The fed’s creation of the Girls Development Academy league – which stands to compete directly with ECNL when it launches next year – casts its own pall over the situation.

“You have Development Academy, you have some girls who want to play high school, you have some players who like the re-entry rules here [in ECNL], just like college rules,” Donaldson said. “I don’t know. I think it’s a mess right now and I think we’ve got to sit down the powers that be and just talk about the game. I don’t think there’s a lot of interest in the game. I think there’s a lot of power struggle right now and I think we’re screwing up a lot of stuff. There is development going on right now. We have the best players in the world, we just won the World Cup. I mean, what are we talking about? So we have to try to figure out the game and the powers that be need to sit down and have a conversation, and have a good talk about it. Because it’s really not acceptable.”

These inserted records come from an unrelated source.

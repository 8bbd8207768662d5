//! GraphQL API
//!
//! The single API surface of the backend, served at `/graphql`. Queries and
//! mutations are split per domain under `queries/` and `mutations/` and
//! merged in `schema.rs`.

pub mod auth;
pub mod helpers;
pub mod mutations;
pub mod queries;
mod schema;
pub mod types;

pub use auth::AuthUser;
pub use schema::{MutationRoot, QueryRoot, TeachHubSchema, build_schema};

Real Colorado were among the first 25 clubs accepted into the Girls DA, though Donaldson framed it as less a choice than a must, given the roster upheaval brought on by the federation’s adoption of birth-year age grouping. Real plans to continue its participation in ECNL as well.

“Now you merge everything into three [GDA] teams, so there’s tons of players left over. And all these players are going to colleges and they’re playing ball; what do you do with them? So we’re playing in both leagues,” said Donaldson. “You have to. Because you can’t have somebody who is going to go play college ball and say, ‘you can no longer play for Real Colorado.’ We have enough players and we have enough good coaches that we can make it work. So this group, it’s the last go-round for them, because some of them are 99s and some of them are 2000s.”

As a coach in the girls and women’s national-team system in his native Jamaica, Donaldson has experience of places where women’s soccer is much humbler and less gifted than the United States. That seems to further fuel his frustration.

“This is America; we have all the resources in the world,” he said. “It’s going to be very difficult to even mention Jamaica in the same breath – with Real Colorado, even, a club. They don’t have the same resources the club has.

“As a country with so many intelligent coaches and intelligent people, every time I turn around we shove the game backwards, shove the players backwards. Nobody worries about the players, they just worry about the status of where the players are going to be. And it’s more organizational stuff – nobody ever says, ‘what about the players?’ And that’s what I’m trying to hear.

“[The players] work hard, and they’re not here to play for a championship, because we’re selfish. I can’t see through that. I don’t care what they tell me, I don’t care who I talk to, I can’t see how they wouldn’t let them come play for a championship… because you know what? They might never in their entire life again. So if the national team is the end of everything, then we’re wrong. Because there’s a lot more stuff; less than half a percent goes to the national team, and then the rest, we still have to play. If it’s not national team, we don’t respect anything else, and I think it’s wrong. I just have a bad taste in my mouth.”